Well, as I always say (and several around here always imply or have perhaps said before on occasions I cannot remember), it's best not to personalize this stuff before you've even had the time to explore it (you're just setting yourself up for frustration) - don't assume you know more than it, assume it knows more than you (amazing that this is an issue in those areas of that forum at all, really). That's all I have to say of any value now - my tolerence is very thin when it comes to enneagram drama, so I usually stay out of it (MBTI drama I have more sympathy for, since the system is deceptively deep and complex and very often poorly explained in most corners of the internet - I've wrestled with the MBTI from the time I discovered it - the enneagram is not so communicationally ambiguous that people should be re-inventing the wheel vicariously through manipulating other people). Also, when it comes to people giving advice on the enneagram, I recommend keeping responses straightforward - I'm okay with people challenging each others' types, but at least show confidence in your own ideas rather than writing something long-winded that showcases how desperate you are to sway people to your way of thinking. I think there's a lot of potential for good discussion there (and there often is very good discussion from various people there with great insights), but that tends to get squelched by people turning the enneagram into a stereotype machine (I think the MBTI/Cognitive functions forum is getting better with this after having been here for over a year). I frankly don't think much can really change there without a more objective promotion of the enneagram, which essentially comes down to problems with the information presented there (or lazy interpretations of it), I've noticed. Between the two systems, Jung/MBTI is a lot harder to grasp than the enneagram in terms of principles - the principles don't really matter that much in understanding the complexity of enneagram types (they don't really verify the existence of the types on a persona level), unlike JCF/Jung/MBTI types (although contrary to popular misconceptions, not usually on a persona level), so I'm not sure why there's so much argumentation warfare in those corners (other than people are having most of the projection/insecurity issues already addressed by posts in this thread).


----------



## Sina (Oct 27, 2010)

@_JungyesMBTIno_

It seems like a lot of Enneagram drama stems from the fact that prying away patterns of cognitive distortions, neuroses and fears is such a deeply personal process. Letting a complete stranger into your scarred inner word can be a disconcerting experience. It's why everyone involved needs to really demarcate their boundaries, maintain objective distance and certain standards of respect whether it's someone offering assistance or seeking it. There's a huge lack of direct and mature communication around these parts. 

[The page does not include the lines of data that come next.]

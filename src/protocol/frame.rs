//! Command frame layout and the little-endian frame writer.
//!
//! Every downlink command is one fixed-length frame:
//!
//! ```text
//! ┌──────────┬──────────┬──────────────────────────────┐
//! │  0xFF    │  Opcode  │  Payload (1-4 bytes, LE)     │
//! │ (1 byte) │ (1 byte) │  fixed width per opcode      │
//! └──────────┴──────────┴──────────────────────────────┘
//! ```
//!
//! Frames carry no length field. A decoder splits a downlink by knowing each
//! opcode's payload width.
//!
//! ## Example
//!
//! ```rust
//! use wt101_codec::protocol::{FrameWriter, Opcode};
//!
//! let mut writer = FrameWriter::<4>::new(Opcode::Timezone)?;
//! writer.write_i16_le(-40)?;
//! let frame = writer.finish()?;
//! assert_eq!(frame.as_bytes(), &[0xFF, 0x17, 0xD8, 0xFF]);
//! # Ok::<(), wt101_codec::EncodeError>(())
//! ```

use crate::error::{EncodeError, Result};
use crate::protocol::constants::{Opcode, COMMAND_PREFIX, FIXED_POINT_SCALE, MAX_FRAME_SIZE, TRIGGER_PAYLOAD};

/// Size of the frame header (prefix + opcode)
pub const HEADER_SIZE: usize = 2;

/// One encoded command frame
#[derive(Debug, Clone, PartialEq, Eq, Hash)]
#[cfg_attr(feature = "defmt", derive(defmt::Format))]
pub struct Frame {
    opcode: Opcode,
    bytes: heapless::Vec<u8, MAX_FRAME_SIZE>,
}

impl Frame {
    fn from_slice(opcode: Opcode, data: &[u8]) -> Result<Self> {
        let Ok(bytes) = heapless::Vec::from_slice(data) else {
            return Err(EncodeError::frame_overflow());
        };
        Ok(Self { opcode, bytes })
    }

    /// Opcode this frame configures
    #[inline]
    pub const fn opcode(&self) -> Opcode {
        self.opcode
    }

    /// The raw frame bytes, header included
    #[inline]
    pub fn as_bytes(&self) -> &[u8] {
        &self.bytes
    }

    /// Payload bytes after prefix and opcode
    #[inline]
    pub fn payload(&self) -> &[u8] {
        &self.bytes[HEADER_SIZE..]
    }

    /// Frame length in bytes
    #[inline]
    pub fn len(&self) -> usize {
        self.bytes.len()
    }

    /// Always `false`: frames hold at least the header
    #[inline]
    pub fn is_empty(&self) -> bool {
        self.bytes.is_empty()
    }
}

impl AsRef<[u8]> for Frame {
    fn as_ref(&self) -> &[u8] {
        self.as_bytes()
    }
}

/// Build a 3-byte command with a single payload byte: `[0xFF, opcode, payload]`
pub fn command(opcode: Opcode, payload: u8) -> Frame {
    Frame {
        opcode,
        bytes: heapless::Vec::from_iter([COMMAND_PREFIX, opcode.to_u8(), payload]),
    }
}

/// Build an argument-less trigger frame: `[0xFF, opcode, 0xFF]`
pub fn trigger(opcode: Opcode) -> Frame {
    command(opcode, TRIGGER_PAYLOAD)
}

/// Fixed-size frame writer with an advancing cursor.
///
/// `N` is the exact frame length; the header is written by [`FrameWriter::new`].
/// Fields are little-endian. Signed fields are reinterpreted as their two's
/// complement bit pattern and go through the same splitter as unsigned ones.
#[derive(Debug)]
pub struct FrameWriter<const N: usize> {
    opcode: Opcode,
    buffer: [u8; N],
    offset: usize,
}

impl<const N: usize> FrameWriter<N> {
    /// Start a frame for `opcode`, writing the prefix and opcode bytes
    pub fn new(opcode: Opcode) -> Result<Self> {
        let mut writer = Self {
            opcode,
            buffer: [0u8; N],
            offset: 0,
        };
        writer.write_u8(COMMAND_PREFIX)?;
        writer.write_u8(opcode.to_u8())?;
        Ok(writer)
    }

    /// Bytes left before the frame is complete
    #[inline]
    pub const fn remaining(&self) -> usize {
        N - self.offset
    }

    #[inline]
    fn write_le(&mut self, value: u32, width: usize) -> Result<()> {
        let end = self.offset + width;
        if end > N {
            return Err(EncodeError::frame_overflow());
        }
        for (index, byte) in self.buffer[self.offset..end].iter_mut().enumerate() {
            *byte = (value >> (index * 8)) as u8;
        }
        self.offset = end;
        Ok(())
    }

    /// Write an unsigned 8-bit field
    pub fn write_u8(&mut self, value: u8) -> Result<()> {
        self.write_le(u32::from(value), 1)
    }

    /// Write a signed 8-bit field
    pub fn write_i8(&mut self, value: i8) -> Result<()> {
        self.write_le(u32::from(value as u8), 1)
    }

    /// Write an unsigned 16-bit little-endian field
    pub fn write_u16_le(&mut self, value: u16) -> Result<()> {
        self.write_le(u32::from(value), 2)
    }

    /// Write a signed 16-bit little-endian field
    pub fn write_i16_le(&mut self, value: i16) -> Result<()> {
        self.write_le(u32::from(value as u16), 2)
    }

    /// Write an unsigned 32-bit little-endian field
    pub fn write_u32_le(&mut self, value: u32) -> Result<()> {
        self.write_le(value, 4)
    }

    /// Write a signed 32-bit little-endian field
    pub fn write_i32_le(&mut self, value: i32) -> Result<()> {
        self.write_le(value as u32, 4)
    }

    /// Complete the frame. Fails unless exactly `N` bytes were written.
    pub fn finish(self) -> Result<Frame> {
        if self.offset != N {
            return Err(EncodeError::frame_incomplete());
        }
        Frame::from_slice(self.opcode, &self.buffer)
    }
}

/// Truncate toward zero (NaN becomes 0). Callers narrow the result to the
/// field width, which wraps like a two's complement store.
#[inline]
pub fn truncate(value: f64) -> i64 {
    value as i64
}

/// Fixed-point ×10: keep one decimal digit, truncate the rest
#[inline]
pub fn scale(value: f64) -> i64 {
    truncate(value * FIXED_POINT_SCALE)
}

It's why a Mistype thread goes to dust in an Enneagram section; whereas, a similar "What's the Real Type?" thread in the General Chat section is doing rather well. People are being linked to resources. A few newcomers have made type me threads after posting there briefly. Nobody wants to get embroiled in this drama. There's a lot of good that can be extracted from solid theoretical discussions. When you bring the personal onto the scene, people start to feel like their toes are being stepped on. It goes downhill from there.

Six months to a year ago, people were peddling half-assed theories based on celebrity videos and vibes. A few threads go off track, but objective promotion of the Enneagram has taken place here. I can attest to that much. I am glad to see some people actually discussing authors, quoting them where appropriate instead of ad libbing nonsense majority of the time. We still need improvements here, but things have and are moving in the right direction.


----------



## JungyesMBTIno (Jul 22, 2011)

> It seems like a lot of Enneagram drama stems from the fact that prying away patterns of cognitive distortions, neuroses and fears is such a deeply personal process.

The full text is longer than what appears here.